REQUIREMENT — Your answer should be an exact copy of the lines from the start of the entries to the line containing "use order_desk::search::status_counts;", both included.

Stored records —
• • • • •

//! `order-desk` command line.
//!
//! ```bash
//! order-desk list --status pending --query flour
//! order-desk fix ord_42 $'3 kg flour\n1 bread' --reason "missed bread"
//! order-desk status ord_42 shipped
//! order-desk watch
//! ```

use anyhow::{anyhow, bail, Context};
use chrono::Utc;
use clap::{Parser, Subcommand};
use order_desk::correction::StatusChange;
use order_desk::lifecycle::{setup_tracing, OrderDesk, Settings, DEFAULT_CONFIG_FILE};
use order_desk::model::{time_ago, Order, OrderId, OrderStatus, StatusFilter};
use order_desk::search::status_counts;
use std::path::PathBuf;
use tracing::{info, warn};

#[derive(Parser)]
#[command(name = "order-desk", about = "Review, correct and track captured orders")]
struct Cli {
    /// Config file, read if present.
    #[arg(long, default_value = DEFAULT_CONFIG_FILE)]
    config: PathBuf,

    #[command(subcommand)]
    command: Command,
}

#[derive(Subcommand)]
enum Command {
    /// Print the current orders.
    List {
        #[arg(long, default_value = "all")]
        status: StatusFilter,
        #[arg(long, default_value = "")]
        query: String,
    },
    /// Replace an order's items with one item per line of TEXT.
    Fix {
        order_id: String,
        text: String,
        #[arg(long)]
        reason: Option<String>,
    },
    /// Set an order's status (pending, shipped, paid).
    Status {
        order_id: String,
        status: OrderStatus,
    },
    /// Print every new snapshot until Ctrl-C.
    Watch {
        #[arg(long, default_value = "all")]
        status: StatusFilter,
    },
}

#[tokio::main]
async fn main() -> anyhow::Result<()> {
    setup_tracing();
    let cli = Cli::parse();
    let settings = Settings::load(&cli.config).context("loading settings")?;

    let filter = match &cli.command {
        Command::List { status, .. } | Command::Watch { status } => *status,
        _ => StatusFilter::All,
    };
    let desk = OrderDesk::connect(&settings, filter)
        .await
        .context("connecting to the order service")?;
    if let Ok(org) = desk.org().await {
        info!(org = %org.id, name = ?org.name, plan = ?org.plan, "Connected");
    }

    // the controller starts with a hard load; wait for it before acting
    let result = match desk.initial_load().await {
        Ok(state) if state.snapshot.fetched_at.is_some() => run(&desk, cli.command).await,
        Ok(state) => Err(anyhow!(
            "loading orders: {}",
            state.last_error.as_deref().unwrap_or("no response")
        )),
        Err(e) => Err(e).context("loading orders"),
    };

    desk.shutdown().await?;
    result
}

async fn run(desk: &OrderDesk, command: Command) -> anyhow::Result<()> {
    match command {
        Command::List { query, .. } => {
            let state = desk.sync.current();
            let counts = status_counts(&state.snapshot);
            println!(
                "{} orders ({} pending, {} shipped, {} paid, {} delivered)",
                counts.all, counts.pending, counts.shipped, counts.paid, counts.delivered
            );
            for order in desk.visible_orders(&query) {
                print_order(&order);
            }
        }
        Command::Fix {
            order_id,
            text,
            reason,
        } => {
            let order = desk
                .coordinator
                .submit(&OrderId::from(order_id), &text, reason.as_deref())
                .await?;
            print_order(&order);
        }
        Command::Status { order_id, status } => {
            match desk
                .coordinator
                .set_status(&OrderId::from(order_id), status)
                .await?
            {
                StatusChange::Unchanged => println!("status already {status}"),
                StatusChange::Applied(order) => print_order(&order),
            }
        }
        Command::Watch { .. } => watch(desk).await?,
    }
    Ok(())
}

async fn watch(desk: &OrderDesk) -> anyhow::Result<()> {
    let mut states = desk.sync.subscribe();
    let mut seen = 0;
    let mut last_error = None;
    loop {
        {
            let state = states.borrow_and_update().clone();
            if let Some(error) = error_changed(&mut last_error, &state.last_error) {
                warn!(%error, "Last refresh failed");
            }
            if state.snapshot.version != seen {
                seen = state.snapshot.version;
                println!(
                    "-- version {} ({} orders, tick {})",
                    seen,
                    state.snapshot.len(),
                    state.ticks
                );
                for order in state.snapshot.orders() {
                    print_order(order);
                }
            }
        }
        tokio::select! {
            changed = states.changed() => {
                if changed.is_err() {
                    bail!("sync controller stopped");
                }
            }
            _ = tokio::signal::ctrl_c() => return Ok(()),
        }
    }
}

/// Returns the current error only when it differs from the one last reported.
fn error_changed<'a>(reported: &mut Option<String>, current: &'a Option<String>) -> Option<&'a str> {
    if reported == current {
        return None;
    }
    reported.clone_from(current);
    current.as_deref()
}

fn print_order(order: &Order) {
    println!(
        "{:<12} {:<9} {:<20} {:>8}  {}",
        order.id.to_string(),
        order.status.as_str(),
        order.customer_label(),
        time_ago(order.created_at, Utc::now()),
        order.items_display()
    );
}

• • • • •

EXERCISE RESPONSE —
//! `order-desk` command line.
//!
//! ```bash
//! order-desk list --status pending --query flour
//! order-desk fix ord_42 $'3 kg flour\n1 bread' --reason "missed bread"
//! order-desk status ord_42 shipped
//! order-desk watch
//! ```

use anyhow::{anyhow, bail, Context};
use chrono::Utc;
use clap::{Parser, Subcommand};
use order_desk::correction::StatusChange;
use order_desk::lifecycle::{setup_tracing, OrderDesk, Settings, DEFAULT_CONFIG_FILE};
use order_desk::model::{time_ago, Order, OrderId, OrderStatus, StatusFilter};
use order_desk::search::status_counts;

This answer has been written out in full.